Dogs help us in a lot of ways. Now they may help us get back to normal after the pandemic by using their exceptional abilities to detect odors, to sniff out cases of the coronavirus. While some agencies like airports are already testing the idea, researchers have now done a scientific study that demonstrated that trained detection dogs could identify COVID-19-positive samples with 96 percent accuracy. The findings were reported in PLOS One.
"This is not a simple thing we're asking the dogs to do," noted senior study author Cynthia Otto, the director of the University of Pennsylvania School of Veterinary Medicine Working Dog Center. "Dogs have to be specific about detecting the odor of the infection, but they also have to generalize across the background odors of different people: men and women, adults and children, people of different ethnicities and geographies."
Dogs had to be carefully trained, and the ideal training scenario would provide them with many samples, the researchers found in previous research. "We are collecting many more samples in that study - hundreds or more - than we did in this first one, and are hopeful that will get the dogs closer to what they might encounter in a community setting," Otto said.
Otto and colleagues have been training dogs to detect other medical problems, including ovarian cancer, for years. Now, study collaborators Ian Frank of the Perelman School of Medicine and Audrey Odom John of the Children's Hospital of Philadelphia were able to provide samples from adult and pediatric COVID-19 patients, and negative control samples from patients without the virus.
This study trained a set of Eight Labrador retrievers and a Belgian Malinois that were not involved in medical detection before this. The dogs were trained to identify a unique synthetic scent called a universal detection compound (UDC) and then had to pick that scent from a group of twelve for a reward. After the dogs could identify the UDC consistently, they were trained to distinguish between urine samples from patients that were positive and negative for COVID-19 (after the virus had been heat-inactivated).

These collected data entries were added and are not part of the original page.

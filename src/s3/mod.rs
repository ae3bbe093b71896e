//! Object-store module
//!
//! This module provides:
//! - [`facade::ObjectStoreFacade`] - connection lifecycle, bucket provisioning, uploads, listing, batch deletes
//! - [`client::S3Client`] - aws-sdk-s3 backed store for S3-compatible endpoints
//! - [`store`] - the store operations the façade is written against
//! - [`types`] and [`error`] - data types and error taxonomy

pub mod client;
pub mod error;
pub mod facade;
pub mod store;
pub mod types;

// Re-export commonly used types
pub use client::S3Client;
pub use error::{FacadeError, FacadeResult, StoreError, UploadErrorKind};
pub use facade::ObjectStoreFacade;
pub use store::{Connect, ObjectPage, ObjectStore, PutObjectInfo};
pub use types::{
    BatchDeleteResult, BucketRef, BucketState, ConnectionConfig, DeleteOutcome, FacadeState,
    ObjectListing, ObjectRef, S3Object, UploadResult,
};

The dogs were able to identify the samples that carried SARS-CoV-2 with 96 percent accuracy in only three weeks. The criteria were stringent enough to mark the dogs wrong if they passed by even one port with a positive sample, not only when they misidentified a sample.
The dogs would tend to discriminate between the patients, not just positive and negative samples. They also had difficulty making a correct identification on a person who was testing negative for the virus but had just recovered from COVID-19.
"The dogs kept responding to that sample, and we kept telling them no," Otto said. "But obviously there was still something in the patient's sample that the dogs were keying in on."
The study's main finding is that dogs can do this kind of detection work, but any training they get should include many samples and not samples from only one person.
"That's something we can carry forward not only in our COVID training but in our cancer work and any other medical detection efforts we do," noted Otto. "We want to make sure that we have all the steps in place to ensure quality, reproducibility, validity, and safety for when we operationalize our dogs and have them start screening in community settings."